(GIVEN DATA Opens)

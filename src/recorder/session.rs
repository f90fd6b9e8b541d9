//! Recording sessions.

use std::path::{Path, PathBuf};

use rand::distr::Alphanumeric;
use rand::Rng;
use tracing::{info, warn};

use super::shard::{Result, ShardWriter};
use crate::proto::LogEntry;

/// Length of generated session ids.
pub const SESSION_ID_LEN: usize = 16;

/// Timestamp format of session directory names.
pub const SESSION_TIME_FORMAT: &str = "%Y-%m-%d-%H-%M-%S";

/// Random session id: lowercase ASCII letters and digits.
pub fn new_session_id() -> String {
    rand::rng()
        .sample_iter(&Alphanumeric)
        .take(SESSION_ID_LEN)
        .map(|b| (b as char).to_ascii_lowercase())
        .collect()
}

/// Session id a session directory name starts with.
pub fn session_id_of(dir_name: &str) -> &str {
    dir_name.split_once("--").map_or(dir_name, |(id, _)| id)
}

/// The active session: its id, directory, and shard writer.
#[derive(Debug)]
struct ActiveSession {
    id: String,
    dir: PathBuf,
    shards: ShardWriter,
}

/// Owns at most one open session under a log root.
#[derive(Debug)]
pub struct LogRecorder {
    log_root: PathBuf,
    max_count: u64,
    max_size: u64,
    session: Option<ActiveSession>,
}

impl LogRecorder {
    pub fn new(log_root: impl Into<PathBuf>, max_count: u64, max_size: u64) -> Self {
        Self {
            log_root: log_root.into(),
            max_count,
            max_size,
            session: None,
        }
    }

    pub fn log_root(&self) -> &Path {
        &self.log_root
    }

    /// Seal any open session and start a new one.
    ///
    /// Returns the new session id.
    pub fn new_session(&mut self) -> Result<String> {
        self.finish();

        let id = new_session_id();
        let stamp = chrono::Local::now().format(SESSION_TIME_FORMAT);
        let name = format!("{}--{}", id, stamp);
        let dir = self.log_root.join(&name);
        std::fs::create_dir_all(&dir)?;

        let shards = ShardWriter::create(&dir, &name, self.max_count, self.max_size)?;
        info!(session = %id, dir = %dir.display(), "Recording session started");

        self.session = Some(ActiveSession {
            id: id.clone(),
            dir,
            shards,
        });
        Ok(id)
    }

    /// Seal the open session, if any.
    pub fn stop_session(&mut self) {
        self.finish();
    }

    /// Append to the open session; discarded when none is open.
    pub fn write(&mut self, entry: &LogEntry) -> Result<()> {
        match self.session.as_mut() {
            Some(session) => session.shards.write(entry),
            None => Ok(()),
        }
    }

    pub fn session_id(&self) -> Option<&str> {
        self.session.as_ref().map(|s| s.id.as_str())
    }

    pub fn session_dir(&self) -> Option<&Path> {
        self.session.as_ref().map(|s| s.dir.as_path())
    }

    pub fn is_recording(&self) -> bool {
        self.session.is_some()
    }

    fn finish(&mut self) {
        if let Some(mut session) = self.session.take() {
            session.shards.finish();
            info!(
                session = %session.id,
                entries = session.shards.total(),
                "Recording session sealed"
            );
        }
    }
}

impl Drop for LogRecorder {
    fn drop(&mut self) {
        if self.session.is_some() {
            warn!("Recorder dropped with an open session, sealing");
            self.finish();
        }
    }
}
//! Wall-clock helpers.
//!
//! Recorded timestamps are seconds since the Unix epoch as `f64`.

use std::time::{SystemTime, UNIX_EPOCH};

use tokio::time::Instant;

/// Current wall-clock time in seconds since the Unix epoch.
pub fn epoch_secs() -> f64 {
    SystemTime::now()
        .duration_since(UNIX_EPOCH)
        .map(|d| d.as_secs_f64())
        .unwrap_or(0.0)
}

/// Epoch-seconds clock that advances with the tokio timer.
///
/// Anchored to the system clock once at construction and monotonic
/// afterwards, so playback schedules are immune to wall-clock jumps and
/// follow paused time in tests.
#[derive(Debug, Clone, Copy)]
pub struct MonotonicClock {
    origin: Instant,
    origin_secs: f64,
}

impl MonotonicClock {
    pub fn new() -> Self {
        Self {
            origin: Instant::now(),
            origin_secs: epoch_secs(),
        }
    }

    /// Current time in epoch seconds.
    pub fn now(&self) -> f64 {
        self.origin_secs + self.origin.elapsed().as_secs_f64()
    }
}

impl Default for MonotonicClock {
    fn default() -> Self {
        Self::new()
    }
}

(GIVEN DATA Closes)

| EXERCISE INSTRUCTIONS |
Among the records, find the lines that contain "tokio" and copy each of them.

| YOUR RESPONSE |
use tokio::time::Instant;
/// Epoch-seconds clock that advances with the tokio timer.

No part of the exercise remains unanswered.